Я никогда не был популярен в школе среди других мальчиков: я не был природным лидером, я не сидел на последней парте в окружении целой стаи приятелей и прихвостней, я никогда не стремился «вытрясти из кого-нибудь дерьмо» на заднем дворе. Насколько я помню, лет с тринадцати я считал мужскую компанию пустой тратой времени. Чему один мальчик может научить другого? Мало чему. Разве что приемам драки.

Нет. Единственное, что заставляло меня задуматься, что поражало меня, что заставляло мое сердце учащенно биться в груди и давало ощущение чистого восторга, – это были девочки.

Девочки были для меня всем: их мнения, их взгляды, их настроение, то, как они ходили или поправляли прическу, что они говорили, кем хотели стать, где жили, как обустраивали спальню, каких кинозвезд обожали и почему, чьи книги они читали, с кем мечтали провести ночь, какую одежду предпочитали носить по выходным, что хотели услышать от мальчиков, почему они это хотели услышать и как часто, что они хотели купить, что не нравилось им в братьях, отцах, дядях и других мужчинах, что смешило их, что вызывало у них отвращение или скуку, как они надевали чулки и как снимали их, когда и как часто они брили ноги, что думали о школе, о мандаринах, о Гёте, о своих матерях, об истории, о реках, о Португалии, о поцелуях с незнакомыми – все это имело значение для меня. Я должен был это знать. По моему мнению, девочки были тем самым, ради чего стоило жить.

Через два дня после приезда в Германию я обнаружил, что можно пролезть между узкими деревянными балками балкона моей спальни, добраться до края балкона и без особого риска дотянуться до пожарной лестницы. Убедить моих одноклассниц подниматься вечерами по этим ненадежным ступеням ко мне в комнату – полагаю, именно это было первой серьезной задачей, поставленной передо мной тем, кого Донн называет «дьявольская Любовь». Но я всегда был прилежным учеником и учился весьма усердно.

Например, я узнал, что юная леди, которая только что вышла, мигая и щурясь от яркого света, в реальный мир, допустим, из кинотеатра, скорее всего категорически откажется взбираться по отвесной железной лестнице в спальню перевозбужденного юноши.

– А почему нет? – спросил я.

– Слишком опасно, – заявила Агнес, невозмутимая девочка с темными кудрями, которая сидела рядом со мной на уроках химии.

– А вот и нет.

– А вот и да.

– Я постоянно это делаю.

– Правда?

– Я имел в виду, что я сам поднимаюсь по этой лестнице.

– Я пошутила.

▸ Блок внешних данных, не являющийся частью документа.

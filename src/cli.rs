use crate::{
    install_prometheus_recorder, load_catalog, write_metrics, Config, Pipeline, PipelineMetrics,
    RunReport,
};
use anyhow::Context;
use clap::Parser;
use metrics_exporter_prometheus::PrometheusHandle;
use std::path::PathBuf;
use std::sync::Arc;
use std::time::Duration;
use tokio::fs;
use tracing::info;

#[derive(Parser, Debug)]
#[command(name = "asana-image-scraper")]
#[command(about = "Find and download a representative image for every yoga pose in a catalog")]
#[command(version)]
pub struct Cli {
    #[arg(long, help = "Input JSON file containing the pose catalog")]
    pub input: Option<PathBuf>,

    #[arg(long, help = "Output directory for downloaded images")]
    pub output: Option<PathBuf>,

    #[arg(long, help = "Delay between requests (seconds)")]
    pub delay: Option<f64>,

    #[arg(long, help = "Number of browser-backed search workers")]
    pub threads: Option<usize>,

    #[arg(long, help = "Number of download workers")]
    pub download_workers: Option<usize>,

    #[arg(long, help = "Configuration file path")]
    pub config: Option<PathBuf>,

    #[arg(long, help = "Chrome executable path")]
    pub chrome_path: Option<String>,

    #[arg(long, help = "Page navigation timeout in seconds")]
    pub timeout: Option<u64>,

    #[arg(long, help = "Write Prometheus metrics to this file after the run")]
    pub metrics_file: Option<PathBuf>,

    #[arg(long, help = "Enable verbose logging")]
    pub verbose: bool,
}

impl Cli {
    /// Command-line flags take precedence over the configuration file.
    pub fn apply_overrides(&self, config: &mut Config) {
        if let Some(input) = &self.input {
            config.input = Some(input.clone());
        }
        if let Some(output) = &self.output {
            config.output_dir = output.clone();
        }
        if let Some(delay) = self.delay {
            config.delay = delay;
        }
        if let Some(threads) = self.threads {
            config.workers = threads;
        }
        if let Some(download_workers) = self.download_workers {
            config.download_workers = download_workers;
        }
        if let Some(chrome_path) = &self.chrome_path {
            config.chrome_path = Some(chrome_path.clone());
        }
        if let Some(timeout) = self.timeout {
            config.navigation_timeout = Duration::from_secs(timeout);
        }
    }
}

/// Read the optional configuration file, apply command-line overrides and validate.
pub async fn load_config(args: &Cli) -> anyhow::Result<Config> {
    let mut config = match &args.config {
        Some(path) => {
            let content = fs::read_to_string(path)
                .await
                .with_context(|| format!("reading config file {}", path.display()))?;
            serde_json::from_str(&content)
                .with_context(|| format!("parsing config file {}", path.display()))?
        }
        None => Config::default(),
    };

    args.apply_overrides(&mut config);
    config.validate()?;

    info!("Configuration loaded successfully");
    info!("Output directory: {}", config.output_dir.display());
    info!("Search workers: {}", config.workers);
    info!("Delay: {}s", config.delay);

    Ok(config)
}

pub struct CliRunner {
    pub config: Config,
    pub pipeline: Arc<Pipeline>,
    metrics: Option<(PrometheusHandle, PathBuf)>,
}

impl CliRunner {
    pub fn new(config: Config, metrics_file: Option<PathBuf>) -> anyhow::Result<Self> {
        let metrics = match metrics_file {
            Some(path) => Some((install_prometheus_recorder()?, path)),
            None => None,
        };

        let pipeline = Pipeline::production(config.clone());
        let pipeline = if metrics.is_some() {
            let handles = PipelineMetrics::register(&pipeline.provider_ids());
            pipeline.with_metrics(Arc::new(handles))
        } else {
            pipeline
        };

        Ok(Self {
            config,
            pipeline: Arc::new(pipeline),
            metrics,
        })
    }

    /// Load the catalog and run the pipeline over it. A catalog that cannot be
    /// loaded fails the run before any browser is started.
    pub async fn run(&self) -> anyhow::Result<RunReport> {
        let catalog = load_catalog(self.config.input.as_deref()).await?;
        let report = self.pipeline.run(&catalog).await?;

        if let Some((handle, path)) = &self.metrics {
            write_metrics(handle, path).await?;
        }

        print_report(&report);
        Ok(report)
    }

    pub async fn shutdown(&self) {
        self.pipeline.shutdown().await;
    }
}

fn print_report(report: &RunReport) {
    let summary = &report.summary;
    println!("Run {} finished", report.run_id);
    println!("  Started:    {}", report.started_at.to_rfc3339());
    println!("  Finished:   {}", report.finished_at.to_rfc3339());
    println!("  Workers:    {}", report.search_workers);
    println!(
        "  Downloaded: {}/{} ({}%)",
        summary.succeeded,
        summary.total,
        summary.success_rate()
    );
    println!("  Missing:    {}", summary.missing.len());
    println!("  Summary:    {}", report.outputs.summary.display());
}

pub fn setup_logging(verbose: bool) -> anyhow::Result<()> {
    let level = if verbose {
        tracing::Level::DEBUG
    } else {
        tracing::Level::INFO
    };

    tracing_subscriber::fmt()
        .with_max_level(level)
        .with_target(false)
        .init();

    Ok(())
}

Я знаю, что ты имел в виду, – она улыбнулась.

– О, – я щелкнул языком. – И все же, почему нет, Агнес?

– Я испачкаю ржавчиной одежду, – она провела пальцем по ступеньке, чтобы доказать правоту своих слов.

– Не испачкаешь, если снимешь ее.

– Джаспер!

Я усмехнулся:

– Все же: почему нет?

– Нас могут поймать. А что, если я застряну?

– Да ты не застрянешь. Это очень просто… Я помогу, – я сделал вид, что собираюсь взобраться на первую ступеньку. – Кто может нас поймать?

– Например, твоя бабушка.

– Она рано ложится. Профессор Уильяме приедет только завтра. А ее комната выходит на другую сторону дома. Да и вообще, ей до этого нет дела.

Я встал на нижнюю ступеньку. Агнес смотрела на меня с подозрением:

– Откуда ты знаешь, что ей нет дела?

– Она мне сказала.

Откровенное недоверие во взгляде.

– Она тебе сказала?

– Да.

– Когда?

– Как-то раз. Да, ладно, Агнес, почему нет? Ну, ненадолго?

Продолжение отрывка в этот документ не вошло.